同時に背後から、ヤガムという男が現れ、焦ったように叫んだ。
「ギルド長、大側近失礼します、ボーグ様が街によられるそうです」
「なんだと!?」
ボーグというのは、人々から領主の“大側近”と呼ばれしたしまれているものだ。領主の補佐をし、アドバイスをするとともに、彼単体でも相当な武力を持つとされている。肩幅の広い礼服をきた紳士で、貫禄ある男で、歴戦の兵士だったともいわれている。
「まずいな……このあわただしい時期に……何か情報はつかんでいるか?」
「“ガシュフィック・トゥループ”の件をしらべていらっしゃるとか」
「くそ……問題が広がる前に状況を整理しておくべきだった、ガシュフィック・トゥループすでにこの街についていることは把握していたのだが……近頃の“虚人”の暴動で、手が回らなかったんだ、しかたない、“警報”をだせ」
「しかし、ガシュフィック・トゥループは、あくまで“パゾリティ財団”の指名手配犯です」
「かまわん、賞金にめがくらんだとでもなんとでも、冒険者、英雄の命など、街の何ものにも及ばぬ」
「はっ……ただちに手配します」
ギルド長アセランは、手元のノート型端末に手を伸ばす、そして、“仮面をつけた男女”をみていく。

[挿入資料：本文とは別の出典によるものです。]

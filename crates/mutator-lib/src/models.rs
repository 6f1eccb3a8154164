//! Core data models for the resource mutator

use serde::{Deserialize, Serialize};
use std::fmt;

/// A single resource request value
#[derive(Debug, Clone, Copy, Default, PartialEq, Eq, Serialize, Deserialize)]
pub struct ResourceAmount {
    pub cpu_milli: u64,
    pub memory_bytes: u64,
}

impl ResourceAmount {
    pub fn new(cpu_milli: u64, memory_bytes: u64) -> Self {
        Self {
            cpu_milli,
            memory_bytes,
        }
    }
}

/// Current requests of one container in a pod template
#[derive(Debug, Clone, PartialEq, Eq, Serialize, Deserialize)]
pub struct ContainerRequest {
    pub name: String,
    pub requests: ResourceAmount,
}

impl ContainerRequest {
    pub fn new(name: impl Into<String>, cpu_milli: u64, memory_bytes: u64) -> Self {
        Self {
            name: name.into(),
            requests: ResourceAmount::new(cpu_milli, memory_bytes),
        }
    }
}

/// A container's proportion of the pod's total requests
///
/// A share is `None` when the pod-wide total for that resource is zero.
#[derive(Debug, Clone, Copy, Default, PartialEq, Serialize, Deserialize)]
pub struct ContainerRatio {
    pub cpu_share: Option<f64>,
    pub mem_share: Option<f64>,
}

/// Externally computed total for a deployment
#[derive(Debug, Clone, Copy, Default, PartialEq, Eq, Serialize, Deserialize)]
pub struct Suggestion {
    pub cpu_milli: Option<u64>,
    pub memory_bytes: Option<u64>,
}

/// Identity of the deployment under admission
#[derive(Debug, Clone, PartialEq, Eq, Hash, Serialize, Deserialize)]
pub struct DeploymentRef {
    pub name: String,
    pub namespace: String,
}

impl DeploymentRef {
    pub fn new(name: impl Into<String>, namespace: impl Into<String>) -> Self {
        Self {
            name: name.into(),
            namespace: namespace.into(),
        }
    }
}

impl fmt::Display for DeploymentRef {
    fn fmt(&self, f: &mut fmt::Formatter<'_>) -> fmt::Result {
        write!(f, "{}/{}", self.namespace, self.name)
    }
}

/// Ocean controller id of the cluster this webhook runs in
#[derive(Debug, Clone, PartialEq, Eq, Serialize, Deserialize)]
pub struct ClusterIdentity(pub String);

impl ClusterIdentity {
    pub fn as_str(&self) -> &str {
        &self.0
    }
}

impl fmt::Display for ClusterIdentity {
    fn fmt(&self, f: &mut fmt::Formatter<'_>) -> fmt::Result {
        f.write_str(&self.0)
    }
}
//! HTTP client for the Spot Ocean right-sizing API

use super::SuggestionProvider;
use crate::error::{MutatorError, Unavailable};
use crate::models::{ClusterIdentity, DeploymentRef, Suggestion};
use crate::quantity::MEBIBYTE;
use async_trait::async_trait;
use reqwest::Client;
use serde::{de::DeserializeOwned, Deserialize};
use std::time::Duration;
use tracing::{debug, info};
use url::Url;

/// Public Spot API endpoint
pub const DEFAULT_OCEAN_BASE_URL: &str = "https://api.spotinst.io";

const CLUSTERS_PATH: &str = "ocean/aws/k8s/cluster";

/// Connection settings for the Ocean API
#[derive(Debug, Clone)]
pub struct OceanConfig {
    /// API base URL
    pub base_url: String,
    /// Bearer token
    pub token: Option<String>,
    /// Spot account id, sent as `accountId`
    pub account: Option<String>,
    /// Timeout for each HTTP call
    pub request_timeout: Duration,
}

impl Default for OceanConfig {
    fn default() -> Self {
        Self {
            base_url: DEFAULT_OCEAN_BASE_URL.to_string(),
            token: None,
            account: None,
            request_timeout: Duration::from_secs(10),
        }
    }
}

#[derive(Debug, Deserialize)]
struct ApiEnvelope<T> {
    response: ApiItems<T>,
}

#[derive(Debug, Deserialize)]
struct ApiItems<T> {
    #[serde(default = "Vec::new")]
    items: Vec<T>,
}

/// An Ocean cluster as listed by the API
#[derive(Debug, Clone, Deserialize)]
#[serde(rename_all = "camelCase")]
pub struct OceanCluster {
    pub id: String,
    #[serde(default)]
    pub name: Option<String>,
    #[serde(default)]
    pub controller_cluster_id: Option<String>,
}

/// Right-sizing entry for one deployment
#[derive(Debug, Clone, Deserialize)]
#[serde(rename_all = "camelCase")]
pub struct ResourceSuggestion {
    pub deployment_name: String,
    #[serde(default)]
    pub namespace: Option<String>,
    /// Milli-cores
    #[serde(default, rename = "suggestedCPU")]
    pub suggested_cpu: Option<u64>,
    /// Mebibytes
    #[serde(default)]
    pub suggested_memory: Option<u64>,
}

impl ResourceSuggestion {
    pub fn to_suggestion(&self) -> Suggestion {
        Suggestion {
            cpu_milli: self.suggested_cpu,
            memory_bytes: self.suggested_memory.map(|mib| mib.saturating_mul(MEBIBYTE)),
        }
    }
}

/// Suggestion provider backed by the Ocean API
pub struct OceanClient {
    client: Client,
    base_url: Url,
    token: Option<String>,
    account: Option<String>,
}

impl OceanClient {
    pub fn new(config: OceanConfig) -> Result<Self, MutatorError> {
        let client = Client::builder()
            .timeout(config.request_timeout)
            .build()
            .map_err(|e| MutatorError::transport(format!("failed to create HTTP client: {e}")))?;

        let mut base = config.base_url.clone();
        if !base.ends_with('/') {
            base.push('/');
        }
        let base_url = Url::parse(&base).map_err(|e| {
            MutatorError::transport(format!("invalid Ocean base URL '{}': {e}", config.base_url))
        })?;

        Ok(Self {
            client,
            base_url,
            token: config.token.filter(|t| !t.is_empty()),
            account: config.account.filter(|a| !a.is_empty()),
        })
    }

    pub fn base_url(&self) -> &Url {
        &self.base_url
    }

    async fn get<T: DeserializeOwned>(
        &self,
        path: &str,
        query: &[(&str, &str)],
    ) -> Result<Vec<T>, MutatorError> {
        let url = self
            .base_url
            .join(path)
            .map_err(|e| MutatorError::transport(format!("invalid path '{path}': {e}")))?;

        let mut request = self.client.get(url.clone()).query(query);
        if let Some(account) = &self.account {
            request = request.query(&[("accountId", account.as_str())]);
        }
        if let Some(token) = &self.token {
            request = request.bearer_auth(token);
        }

        let response = request.send().await?;
        if !response.status().is_success() {
            let status = response.status();
            let body = response.text().await.unwrap_or_default();
            return Err(MutatorError::transport(format!(
                "GET {url} returned {status}: {body}"
            )));
        }

        let envelope: ApiEnvelope<T> = response.json().await?;
        Ok(envelope.response.items)
    }

    /// Ocean cluster managed by the given controller id
    pub async fn find_cluster(&self, cluster: &ClusterIdentity) -> Result<OceanCluster, MutatorError> {
        let clusters: Vec<OceanCluster> = self.get(CLUSTERS_PATH, &[]).await?;
        debug!(count = clusters.len(), "Listed Ocean clusters");

        clusters
            .into_iter()
            .find(|c| c.controller_cluster_id.as_deref() == Some(cluster.as_str()))
            .ok_or_else(|| {
                Unavailable::NoCluster {
                    cluster_id: cluster.to_string(),
                }
                .into()
            })
    }

    /// Right-sizing suggestions for a namespace of an Ocean cluster
    pub async fn list_suggestions(
        &self,
        ocean_id: &str,
        namespace: &str,
    ) -> Result<Vec<ResourceSuggestion>, MutatorError> {
        let path = format!("{CLUSTERS_PATH}/{ocean_id}/rightSizing/resourceSuggestion");
        self.get(&path, &[("namespace", namespace)]).await
    }
}

#[async_trait]
impl SuggestionProvider for OceanClient {
    async fn lookup(
        &self,
        deployment: &DeploymentRef,
        cluster: &ClusterIdentity,
    ) -> Result<Suggestion, MutatorError> {
        let ocean = self.find_cluster(cluster).await?;
        let suggestions = self.list_suggestions(&ocean.id, &deployment.namespace).await?;

        let entry = suggestions
            .iter()
            .find(|s| s.deployment_name == deployment.name)
            .ok_or_else(|| Unavailable::NoDeployment {
                deployment: deployment.name.clone(),
                namespace: deployment.namespace.clone(),
            })?;

        info!(
            deployment = %deployment,
            ocean_id = %ocean.id,
            suggested_cpu_milli = ?entry.suggested_cpu,
            suggested_memory_mib = ?entry.suggested_memory,
            "Found resource suggestion"
        );

        Ok(entry.to_suggestion())
    }
}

「“仕事をする間は常に仮面をかける、それは彼らの正義を示すため”ふん、何が正義だ……しかし……仮面の中の顔を、誰も把握できないとはどういう事なんだ」
教会の屋根の上にたち、シスターが街を見下ろす。
「タイムオーバーですかねえ」
シュルのてをひいて、すぐ下の砂場へとおりたった。携帯端末を取り出し、2,3連絡を取り合うと、すぐそばでシュルが自分の手をひいていた。通話を終えた端末をとじると、屋根の上でシスターの手を握っていたシュルは泥団子をさしだしてきた。
「あら、つくってくれたの?ありがとう」
なんのためらいもなく、シスターナナルはそれを口元へと運ぶ。すると団子の中から、暖かいお饅頭があらわれ、土はまるでそれがなかったかのようにきえた。そしてそれをたべるとシスターはほほ笑んだ。
「あら?」
シスターが、砂場の外で貧乏なボロ衣の格好をした少年がたたずんでいることに気付いた。それは5,6歳の少年だろうか、シュルはシスターにむけて作っていた団子を手に取り、彼を指をさすと、シスターもにっこりと笑った。